(Records for the exercise Opens)
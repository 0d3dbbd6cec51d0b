//! Row source abstraction
//!
//! A row source executes one query and hands back a forward-only cursor of
//! textual rows. Cells are raw text; SQL NULL is an empty string.
//!
//! - `RowSource`: executes query text, optionally reading only the first row
//! - `RowCursor`: column names plus sequential row iteration
//! - `BufferedCursor`: cursor over rows already fetched into memory
//! - `MemoryRowSource`: canned results keyed by query text

use async_trait::async_trait;
use std::collections::{HashMap, VecDeque};

use crate::error::{Error, Result};

/// One result row as raw text cells, aligned with the cursor's columns
pub type RawRow = Vec<String>;

/// Forward-only cursor over a query result
#[async_trait]
pub trait RowCursor: Send {
    /// Column names in result order
    fn columns(&self) -> &[String];

    /// Advance to the next row, `None` once the result is exhausted
    async fn next_row(&mut self) -> Result<Option<RawRow>>;
}

/// Something that can execute query text
#[async_trait]
pub trait RowSource: Send + Sync {
    /// Execute a query and return a cursor over its result
    async fn query(&self, sql: &str) -> Result<Box<dyn RowCursor>>;

    /// Execute a query when only its first row will be read
    ///
    /// Sources that fetch eagerly can stop after one row; the cursor may
    /// then hold no more than that row.
    async fn query_first(&self, sql: &str) -> Result<Box<dyn RowCursor>> {
        self.query(sql).await
    }
}

/// Cursor over a fully fetched result
#[derive(Debug, Clone, Default)]
pub struct BufferedCursor {
    columns: Vec<String>,
    rows: VecDeque<RawRow>,
}

impl BufferedCursor {
    /// Create a cursor over `rows`
    pub fn new(columns: Vec<String>, rows: Vec<RawRow>) -> Self {
        Self {
            columns,
            rows: rows.into(),
        }
    }

    /// Rows not yet consumed
    pub fn remaining(&self) -> usize {
        self.rows.len()
    }
}

#[async_trait]
impl RowCursor for BufferedCursor {
    fn columns(&self) -> &[String] {
        &self.columns
    }

    async fn next_row(&mut self) -> Result<Option<RawRow>> {
        Ok(self.rows.pop_front())
    }
}

/// Canned result for `MemoryRowSource`
#[derive(Debug, Clone)]
enum CannedResult {
    Rows { columns: Vec<String>, rows: Vec<RawRow> },
    Failure(String),
}

/// Row source answering from an in-memory table of results
///
/// Unknown query text fails like a syntax error would.
#[derive(Debug, Clone, Default)]
pub struct MemoryRowSource {
    results: HashMap<String, CannedResult>,
}

impl MemoryRowSource {
    /// Create an empty source
    pub fn new() -> Self {
        Self::default()
    }

    /// Answer `sql` with the given columns and rows
    pub fn with_result<C, R>(mut self, sql: impl Into<String>, columns: C, rows: R) -> Self
    where
        C: IntoIterator,
        C::Item: Into<String>,
        R: IntoIterator,
        R::Item: IntoIterator,
        <R::Item as IntoIterator>::Item: Into<String>,
    {
        self.set_result(sql, columns, rows);
        self
    }

    /// Fail `sql` with the given message
    pub fn with_failure(mut self, sql: impl Into<String>, message: impl Into<String>) -> Self {
        self.results
            .insert(sql.into(), CannedResult::Failure(message.into()));
        self
    }

    /// Replace the answer for `sql`
    pub fn set_result<C, R>(&mut self, sql: impl Into<String>, columns: C, rows: R)
    where
        C: IntoIterator,
        C::Item: Into<String>,
        R: IntoIterator,
        R::Item: IntoIterator,
        <R::Item as IntoIterator>::Item: Into<String>,
    {
        let columns = columns.into_iter().map(Into::into).collect();
        let rows = rows
            .into_iter()
            .map(|row| row.into_iter().map(Into::into).collect())
            .collect();
        self.results
            .insert(sql.into(), CannedResult::Rows { columns, rows });
    }
}

#[async_trait]
impl RowSource for MemoryRowSource {
    async fn query(&self, sql: &str) -> Result<Box<dyn RowCursor>> {
        match self.results.get(sql) {
            Some(CannedResult::Rows { columns, rows }) => {
                Ok(Box::new(BufferedCursor::new(columns.clone(), rows.clone())))
            }
            Some(CannedResult::Failure(message)) => Err(Error::query_with_sql(message, sql)),
            None => Err(Error::query_with_sql("no result registered", sql)),
        }
    }
}

#[cfg(test)]
mod tests {
    use super::*;

    #[tokio::test]
    async fn test_buffered_cursor_is_forward_only() {
        let mut cursor = BufferedCursor::new(
            vec!["a".into()],
            vec![vec!["1".into()], vec!["2".into()]],
        );
        assert_eq!(cursor.columns(), ["a".to_string()]);
        assert_eq!(cursor.next_row().await.unwrap(), Some(vec!["1".to_string()]));
        assert_eq!(cursor.remaining(), 1);
        assert_eq!(cursor.next_row().await.unwrap(), Some(vec!["2".to_string()]));
        assert_eq!(cursor.next_row().await.unwrap(), None);
    }

    #[tokio::test]
    async fn test_memory_source_results() {
        let source = MemoryRowSource::new()
            .with_result("SELECT 1", ["one"], [["1"]])
            .with_failure("SELECT broken", "syntax error");

        let mut cursor = source.query("SELECT 1").await.unwrap();
        assert_eq!(cursor.columns(), ["one".to_string()]);
        assert_eq!(cursor.next_row().await.unwrap(), Some(vec!["1".to_string()]));

        let err = source.query("SELECT broken").await.err().unwrap();
        assert!(err.to_string().contains("syntax error"));
        assert!(err.is_per_query());

        assert!(source.query("SELECT 2").await.is_err());
    }
}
(Records for the exercise Closes)
● Problem to solve: Search the material for the word "None". Each line where it is found must be copied.

● Your response:
    /// Advance to the next row, `None` once the result is exhausted
            None => Err(Error::query_with_sql("no result registered", sql)),
        assert_eq!(cursor.next_row().await.unwrap(), None);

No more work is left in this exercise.